• Task prompt:
Pull every line containing "parts" from the data.

• Items listed in a dataset:
*** Block opens ***

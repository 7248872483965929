//! Structured identifiers for things and channels.
//!
//! A thing is addressed as `binding:type:id`. A channel extends its thing's
//! uid with one more segment, optionally prefixed by a channel group:
//! `binding:type:id:channel` or `binding:type:id:group#channel`.
//!
//! Every segment is restricted to `[A-Za-z0-9_-]`, so `:` and `#` only ever
//! appear as separators.

use std::fmt;
use std::str::FromStr;

use serde::{Deserialize, Serialize};

use crate::error::ValidationError;

const SEPARATOR: char = ':';
const GROUP_SEPARATOR: char = '#';

fn check_segment(segment: &str) -> Result<(), ValidationError> {
    if segment.is_empty() {
        return Err(ValidationError::EmptySegment);
    }
    if !segment
        .chars()
        .all(|c| c.is_ascii_alphanumeric() || c == '_' || c == '-')
    {
        return Err(ValidationError::InvalidSegment(segment.to_string()));
    }
    Ok(())
}

/// Identifier of a [`Thing`](crate::thing::Thing).
#[derive(Debug, Clone, PartialEq, Eq, Hash, PartialOrd, Ord, Serialize, Deserialize)]
#[serde(try_from = "String", into = "String")]
pub struct ThingUid {
    binding_id: String,
    thing_type_id: String,
    id: String,
}

impl ThingUid {
    /// Build a uid from its three segments.
    ///
    /// # Errors
    ///
    /// Returns [`ValidationError::EmptySegment`] or
    /// [`ValidationError::InvalidSegment`] when a segment is not a plain token.
    pub fn new(
        binding_id: impl Into<String>,
        thing_type_id: impl Into<String>,
        id: impl Into<String>,
    ) -> Result<Self, ValidationError> {
        let uid = Self {
            binding_id: binding_id.into(),
            thing_type_id: thing_type_id.into(),
            id: id.into(),
        };
        check_segment(&uid.binding_id)?;
        check_segment(&uid.thing_type_id)?;
        check_segment(&uid.id)?;
        Ok(uid)
    }

    /// The binding (integration family) this thing belongs to.
    #[must_use]
    pub fn binding_id(&self) -> &str {
        &self.binding_id
    }

    #[must_use]
    pub fn thing_type_id(&self) -> &str {
        &self.thing_type_id
    }

    #[must_use]
    pub fn id(&self) -> &str {
        &self.id
    }

    /// Uid of a channel of this thing.
    ///
    /// # Errors
    ///
    /// Returns a [`ValidationError`] when `channel_id` is not a plain token.
    pub fn channel(&self, channel_id: impl Into<String>) -> Result<ChannelUid, ValidationError> {
        ChannelUid::new(self.clone(), None, channel_id)
    }

    /// Uid of a grouped channel of this thing.
    ///
    /// # Errors
    ///
    /// Returns a [`ValidationError`] when either segment is not a plain token.
    pub fn grouped_channel(
        &self,
        group_id: impl Into<String>,
        channel_id: impl Into<String>,
    ) -> Result<ChannelUid, ValidationError> {
        ChannelUid::new(self.clone(), Some(group_id.into()), channel_id)
    }
}

impl fmt::Display for ThingUid {
    fn fmt(&self, f: &mut fmt::Formatter<'_>) -> fmt::Result {
        write!(
            f,
            "{}{SEPARATOR}{}{SEPARATOR}{}",
            self.binding_id, self.thing_type_id, self.id
        )
    }
}

impl FromStr for ThingUid {
    type Err = ValidationError;

    fn from_str(s: &str) -> Result<Self, Self::Err> {
        let parts: Vec<&str> = s.split(SEPARATOR).collect();
        match parts.as_slice() {
            [binding, thing_type, id] => Self::new(*binding, *thing_type, *id),
            _ => Err(ValidationError::MalformedUid {
                kind: "thing",
                value: s.to_string(),
            }),
        }
    }
}

impl TryFrom<String> for ThingUid {
    type Error = ValidationError;

    fn try_from(value: String) -> Result<Self, Self::Error> {
        value.parse()
    }
}

impl From<ThingUid> for String {
    fn from(uid: ThingUid) -> Self {
        uid.to_string()
    }
}

/// Identifier of a [`Channel`](crate::channel::Channel).
#[derive(Debug, Clone, PartialEq, Eq, Hash, PartialOrd, Ord, Serialize, Deserialize)]
#[serde(try_from = "String", into = "String")]
pub struct ChannelUid {
    thing_uid: ThingUid,
    group_id: Option<String>,
    id: String,
}

impl ChannelUid {
    /// Build a channel uid below `thing_uid`.
    ///
    /// # Errors
    ///
    /// Returns a [`ValidationError`] when the group or channel segment is not
    /// a plain token.
    pub fn new(
        thing_uid: ThingUid,
        group_id: Option<String>,
        id: impl Into<String>,
    ) -> Result<Self, ValidationError> {
        let uid = Self {
            thing_uid,
            group_id,
            id: id.into(),
        };
        if let Some(group) = &uid.group_id {
            check_segment(group)?;
        }
        check_segment(&uid.id)?;
        Ok(uid)
    }

    #[must_use]
    pub fn thing_uid(&self) -> &ThingUid {
        &self.thing_uid
    }

    /// The binding of the owning thing.
    #[must_use]
    pub fn binding_id(&self) -> &str {
        self.thing_uid.binding_id()
    }

    #[must_use]
    pub fn group_id(&self) -> Option<&str> {
        self.group_id.as_deref()
    }

    #[must_use]
    pub fn id(&self) -> &str {
        &self.id
    }
}

impl fmt::Display for ChannelUid {
    fn fmt(&self, f: &mut fmt::Formatter<'_>) -> fmt::Result {
        write!(f, "{}{SEPARATOR}", self.thing_uid)?;
        if let Some(group) = &self.group_id {
            write!(f, "{group}{GROUP_SEPARATOR}")?;
        }
        f.write_str(&self.id)
    }
}

impl FromStr for ChannelUid {
    type Err = ValidationError;

    fn from_str(s: &str) -> Result<Self, Self::Err> {
        let malformed = || ValidationError::MalformedUid {
            kind: "channel",
            value: s.to_string(),
        };
        let parts: Vec<&str> = s.split(SEPARATOR).collect();
        let [binding, thing_type, thing_id, last] = parts.as_slice() else {
            return Err(malformed());
        };
        let thing_uid = ThingUid::new(*binding, *thing_type, *thing_id)?;
        match last.split_once(GROUP_SEPARATOR) {
            Some((group, id)) => {
                if id.contains(GROUP_SEPARATOR) {
                    return Err(malformed());
                }
                Self::new(thing_uid, Some(group.to_string()), id)
            }
            None => Self::new(thing_uid, None, *last),
        }
    }
}

impl TryFrom<String> for ChannelUid {
    type Error = ValidationError;

    fn try_from(value: String) -> Result<Self, Self::Error> {
        value.parse()
    }
}

impl From<ChannelUid> for String {
    fn from(uid: ChannelUid) -> Self {
        uid.to_string()
    }
}

#[cfg(test)]
mod tests {
    use super::*;

    #[test]
    fn should_render_thing_uid_with_colons() {
        let uid = ThingUid::new("acme", "sensor", "living-room").unwrap();
        assert_eq!(uid.to_string(), "acme:sensor:living-room");
        assert_eq!(uid.binding_id(), "acme");
    }

    #[test]
    fn should_parse_thing_uid() {
        let uid: ThingUid = "hue:bulb:kitchen_1".parse().unwrap();
        assert_eq!(uid.binding_id(), "hue");
        assert_eq!(uid.thing_type_id(), "bulb");
        assert_eq!(uid.id(), "kitchen_1");
    }

    #[test]
    fn should_reject_thing_uid_with_wrong_segment_count() {
        let result = ThingUid::from_str("hue:bulb");
        assert!(matches!(
            result,
            Err(ValidationError::MalformedUid { kind: "thing", .. })
        ));
    }

    #[test]
    fn should_reject_empty_segment() {
        let result = ThingUid::new("hue", "", "x");
        assert_eq!(result, Err(ValidationError::EmptySegment));
    }

    #[test]
    fn should_reject_segment_with_separator_characters() {
        let result = ThingUid::new("hue", "bulb", "a#b");
        assert_eq!(
            result,
            Err(ValidationError::InvalidSegment("a#b".to_string()))
        );
    }

    #[test]
    fn should_render_plain_channel_uid() {
        let thing = ThingUid::new("acme", "sensor", "living-room").unwrap();
        let channel = thing.channel("temperature").unwrap();
        assert_eq!(
            channel.to_string(),
            "acme:sensor:living-room:temperature"
        );
        assert_eq!(channel.binding_id(), "acme");
    }

    #[test]
    fn should_render_grouped_channel_uid_with_hash() {
        let thing = ThingUid::new("acme", "meter", "m1").unwrap();
        let channel = thing.grouped_channel("phase1", "power").unwrap();
        assert_eq!(channel.to_string(), "acme:meter:m1:phase1#power");
        assert_eq!(channel.group_id(), Some("phase1"));
    }

    #[test]
    fn should_parse_grouped_channel_uid() {
        let uid: ChannelUid = "acme:meter:m1:phase1#power".parse().unwrap();
        assert_eq!(uid.thing_uid().to_string(), "acme:meter:m1");
        assert_eq!(uid.group_id(), Some("phase1"));
        assert_eq!(uid.id(), "power");
    }

    #[test]
    fn should_reject_channel_uid_with_two_group_separators() {
        let result = ChannelUid::from_str("acme:meter:m1:a#b#c");
        assert!(matches!(
            result,
            Err(ValidationError::MalformedUid {
                kind: "channel",
                ..
            })
        ));
    }

    #[test]
    fn should_reject_channel_uid_without_channel_segment() {
        assert!(ChannelUid::from_str("acme:meter:m1").is_err());
    }

    #[test]
    fn should_serialize_channel_uid_as_string() {
        let uid: ChannelUid = "acme:sensor:s1:humidity".parse().unwrap();
        let json = serde_json::to_string(&uid).unwrap();
        assert_eq!(json, "\"acme:sensor:s1:humidity\"");
        let parsed: ChannelUid = serde_json::from_str(&json).unwrap();
        assert_eq!(parsed, uid);
    }

    #[test]
    fn should_reject_invalid_uid_when_deserializing() {
        let result: Result<ThingUid, _> = serde_json::from_str("\"only:two\"");
        assert!(result.is_err());
    }
}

*** Block closes ***

• Task output:
        let parts: Vec<&str> = s.split(SEPARATOR).collect();
        match parts.as_slice() {
        let parts: Vec<&str> = s.split(SEPARATOR).collect();
        let [binding, thing_type, thing_id, last] = parts.as_slice() else {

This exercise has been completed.